Luis and Diego Lobaton were returning to their family’s store in City Heights after sneaking a late-night cigarette.
As the brothers, along with Luis’ girlfriend, walked back to the store from up the street, they were followed by two San Diego police officers. Four more officers soon joined the scene. In a brief but violent encounter, Diego was handcuffed and detained as he opened the door to the store, and Luis was punched repeatedly by an officer who barreled inside with other cops and arrested him.
Hedy Julca, the Lobatons’ mother and the owner of the store, tried to get between two officers who were pounding on Luis Lobaton. An officer wrestled her to the floor. She, too, was handcuffed and arrested.
There was no 911 call, no worried neighbors who drew the officers there that night. Police on patrol simply watched the brothers separately take out keys and enter the store, and decided something nefarious was in the works.
They were both placed on immigration holds while in custody, though Lobaton is a U.S. citizen. He was held for three days as family members scrambled to find his birth certificate to prove his citizenship.
Julca and the toddler are in therapy, Julca said. Luis Lobaton said he has suffered from memory loss and neck pain.
Police spokesman Lt. Kevin Mayer confirmed the department is conducting an internal affairs investigation over the incident
Attorney Randall Hamud filed a claim for unspecified damages on behalf of the family.
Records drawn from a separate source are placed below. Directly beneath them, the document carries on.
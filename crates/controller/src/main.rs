//! Adaptation controller daemon
//!
//! Polls service metrics, decides on resource changes and applies them
//! through an external command.

use adaptation_controller::{api, config::ControllerConfig};
use anyhow::{Context, Result};
use controller_lib::{
    health::HealthRegistry,
    observability::{ControllerMetrics, StructuredLogger},
    source::DatasetSource,
    CommandExecutor, ConfigurationStore, ControlLoopBuilder, Controller, DryRunExecutor, Executor,
    SnapshotAssembler,
};
use std::sync::Arc;
use tokio::sync::broadcast;
use tracing::{error, info, warn};
use tracing_subscriber::{fmt, prelude::*, EnvFilter};

const CONTROLLER_VERSION: &str = env!("CARGO_PKG_VERSION");

#[tokio::main]
async fn main() -> Result<()> {
    // Initialize tracing with JSON output and env filter
    tracing_subscriber::registry()
        .with(EnvFilter::try_from_default_env().unwrap_or_else(|_| EnvFilter::new("info")))
        .with(fmt::layer().json())
        .init();

    info!("Starting adaptation-controller");

    let config = ControllerConfig::load()?;
    info!(
        instance = %config.instance,
        services = config.services.len(),
        dataset_dir = %config.dataset_dir.display(),
        "Controller configured"
    );

    // Stalled after three missed ticks
    let health_registry = HealthRegistry::new().with_stale_after(config.poll_interval() * 3);
    health_registry.register_all().await;

    let logger = StructuredLogger::new(&config.instance);

    let executor: Arc<dyn Executor> = match &config.apply_command {
        Some(program) => Arc::new(
            CommandExecutor::new(program.clone()).with_leading_args(config.apply_args.clone()),
        ),
        None => {
            warn!("No apply_command configured, running in dry-run mode");
            Arc::new(DryRunExecutor)
        }
    };

    let controller = Controller::new(
        Arc::new(config.policy.clone()),
        config.services.clone(),
        executor,
    )?
    .with_store(ConfigurationStore::new(config.state_path.clone()))
    .with_context(|| format!("Failed to load state from {}", config.state_path.display()))?
    .with_apply_timeout(config.apply_timeout())
    .with_logger(logger.clone());

    let strategy = controller.planner_name();
    let app_state = Arc::new(api::AppState::new(
        health_registry.clone(),
        controller.configurations(),
        ControllerMetrics::new(),
    ));

    let assembler = SnapshotAssembler::new(
        Arc::new(DatasetSource::new(config.dataset_dir.clone())),
        config.catalog.clone(),
        config.metric_window(),
    );

    let control_loop = ControlLoopBuilder::new()
        .controller(controller)
        .assembler(assembler)
        .health(health_registry.clone())
        .poll_interval(config.poll_interval())
        .build()?;

    logger.log_startup(CONTROLLER_VERSION, config.services.len(), strategy);

    // Start health and metrics server
    let api_port = config.api_port;
    let api_handle = tokio::spawn(async move {
        if let Err(e) = api::serve(api_port, app_state).await {
            error!(error = %e, "API server stopped");
        }
    });

    let (shutdown_tx, shutdown_rx) = broadcast::channel(1);
    let loop_handle = tokio::spawn(control_loop.run(shutdown_rx));

    // Wait for shutdown signal
    tokio::signal::ctrl_c().await?;
    logger.log_shutdown("SIGINT received");
    health_registry.drain().await;

    let _ = shutdown_tx.send(());
    if let Err(e) = loop_handle.await {
        error!(error = %e, "Control loop task failed");
    }
    api_handle.abort();

    info!("Shutdown complete");
    Ok(())
}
The family says that the officers weren’t wearing them the night of the incident; SDPD would not confirm whether any of the officers were wearing them or not.
A report filed by Officer Kelvin Lujan said that he and his partner, Officer Sam Euler, were patrolling the 4600 block of University Avenue when they saw Luis Lobaton, 21, and his girlfriend, Emily Fajardo, 18, strolling on the sidewalk. It was about 10:30 p.m. and the pair raised the cops’ suspicion, though the report doesn’t say why. Their suspicion was fueled further when Lobaton unlocked the front door to the store, which was closed, and the couple went inside.
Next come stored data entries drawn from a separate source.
//! Controller configuration

use anyhow::{Context, Result};
use controller_lib::{source::MetricCatalog, PolicyConfig, ServiceId};
use serde::Deserialize;
use std::path::PathBuf;
use std::time::Duration;

/// Environment variable naming the configuration file
pub const CONFIG_PATH_ENV: &str = "CONTROLLER_CONFIG";

const DEFAULT_CONFIG_PATH: &str = "controller.toml";
const ENV_PREFIX: &str = "CONTROLLER";

/// Controller configuration
#[derive(Debug, Clone, Deserialize)]
#[serde(default)]
pub struct ControllerConfig {
    /// Instance name attached to structured log records
    pub instance: String,

    /// Services under control
    pub services: Vec<ServiceId>,

    /// Seconds between control ticks
    pub poll_interval_secs: u64,

    /// Trailing window each metric query aggregates over, in seconds
    pub metric_window_secs: u64,

    /// API server port for health/metrics
    pub api_port: u16,

    /// Directory holding the metric dumps
    pub dataset_dir: PathBuf,

    /// Program invoked to apply a configuration; dry run when unset
    pub apply_command: Option<PathBuf>,

    /// Arguments placed before the generated `key=value` arguments
    pub apply_args: Vec<String>,

    /// Upper bound on one apply call, in seconds
    pub apply_timeout_secs: u64,

    /// File holding the last applied configuration per service
    pub state_path: PathBuf,

    pub policy: PolicyConfig,

    pub catalog: MetricCatalog,
}

fn default_instance() -> String {
    std::env::var("HOSTNAME").unwrap_or_else(|_| "adaptation-controller".to_string())
}

impl Default for ControllerConfig {
    fn default() -> Self {
        Self {
            instance: default_instance(),
            services: Vec::new(),
            poll_interval_secs: 300,
            metric_window_secs: 300,
            api_port: 8080,
            dataset_dir: PathBuf::from("data"),
            apply_command: None,
            apply_args: Vec::new(),
            apply_timeout_secs: 60,
            state_path: PathBuf::from("state/configurations.json"),
            policy: PolicyConfig::default(),
            catalog: MetricCatalog::default(),
        }
    }
}

impl ControllerConfig {
    /// Load configuration from the config file and environment
    pub fn load() -> Result<Self> {
        let path =
            std::env::var(CONFIG_PATH_ENV).unwrap_or_else(|_| DEFAULT_CONFIG_PATH.to_string());
        Self::load_from(&path, ENV_PREFIX)
    }

    /// Layer `<prefix>_*` environment variables over an optional file.
    /// Nested keys use `__`, e.g. `CONTROLLER_POLICY__SCENARIO_MODE`.
    pub fn load_from(path: &str, env_prefix: &str) -> Result<Self> {
        let settings = config::Config::builder()
            .add_source(config::File::with_name(path).required(false))
            .add_source(
                config::Environment::with_prefix(env_prefix)
                    .prefix_separator("_")
                    .separator("__")
                    .list_separator(",")
                    .with_list_parse_key("services")
                    .try_parsing(true),
            )
            .build()
            .with_context(|| format!("Failed to read configuration from {}", path))?;

        let config: ControllerConfig = settings
            .try_deserialize()
            .context("Invalid controller configuration")?;
        config.validate()?;
        Ok(config)
    }

    pub fn validate(&self) -> Result<()> {
        if self.services.is_empty() {
            anyhow::bail!("At least one service must be configured");
        }
        if self.poll_interval_secs == 0 {
            anyhow::bail!("poll_interval_secs must be non-zero");
        }
        if self.apply_timeout_secs == 0 {
            anyhow::bail!("apply_timeout_secs must be non-zero");
        }
        if self.apply_timeout_secs >= self.poll_interval_secs {
            anyhow::bail!(
                "apply_timeout_secs ({}) must be below poll_interval_secs ({})",
                self.apply_timeout_secs,
                self.poll_interval_secs
            );
        }
        self.policy.validate().context("Invalid policy")?;
        Ok(())
    }

    pub fn poll_interval(&self) -> Duration {
        Duration::from_secs(self.poll_interval_secs)
    }

    pub fn metric_window(&self) -> Duration {
        Duration::from_secs(self.metric_window_secs)
    }

    pub fn apply_timeout(&self) -> Duration {
        Duration::from_secs(self.apply_timeout_secs)
    }
}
The police reports say officers sensed that Lobaton and Fajardo were engaged in a commercial burglary..
The version of what happened next that is spelled out in officers’ reports and the version told by members of the family differ wildly. But several surveillance cameras inside and outside the store captured the incident and appear to largely back the family’s version of events.
Some of the significant points of contention between police and the family:
Officer Michael Usrey says that at one point Julca “grabbed [the door] and pulled it shut” while Lujan was trying to talk to Luis Lobaton inside. The video doesn’t appear to show Julca holding the door shut, though she may have closed it at some point. But the video does make it clear once Julca opened the door to speak with Lujan, another officer held it open until the cops rushed inside.
• Each report says that the officers were not told that the family owned the store until after arrests were made. One even says that Luis Lobaton “now understands why [officers] were there and was appreciative they were looking out for his mom’s store.”
The family, of course, disputes that.
“I told [Lujan], ‘This is my business.’ I told him Diego had a key to the store. How could he be robbing the store? I told him Diego and Luis are my sons,” Julca said.
“You’ve got several cops standing by the door telling the family, through an open door, that they believe they are burglarizing their own store and nobody told them, ‘Wait a minute, officers. This is our store’? Who’s going to believe that?” said Hamud, the family’s attorney.
Three officers say in their reports that Luis Lobaton assumed a boxer’s or fighter’s stance. Lujan writes that he believed “Lobaton was now in a position to cause bodily harm and or injury to me.”
The video shows that Luis Lobaton was inside the store, with his mother standing in front of him, and officers outside on the sidewalk. Luis Lobaton’s left arm is extended, and he’s holding an object with a light, presumably a cell phone, in front of his face. Lobaton said he was attempting to record the interaction on his phone. Lobaton does not appear to swing or lunge at the officers in the video and actually appears to be backpedaling when an officer rushes inside and begins striking him. (Jump to about 10:29:31 on the surveillance video clock.)
Beyond videos casting doubt on officers’ accounts of any aggressive actions by Luis Lobaton, there’s another reason the police version doesn’t make much sense: Luis Lobaton said he has had a brain tumor since he was a child and getting in a fistfight with a cop, or any situation that might invite blows to his head, was the last thing he wanted to do that night.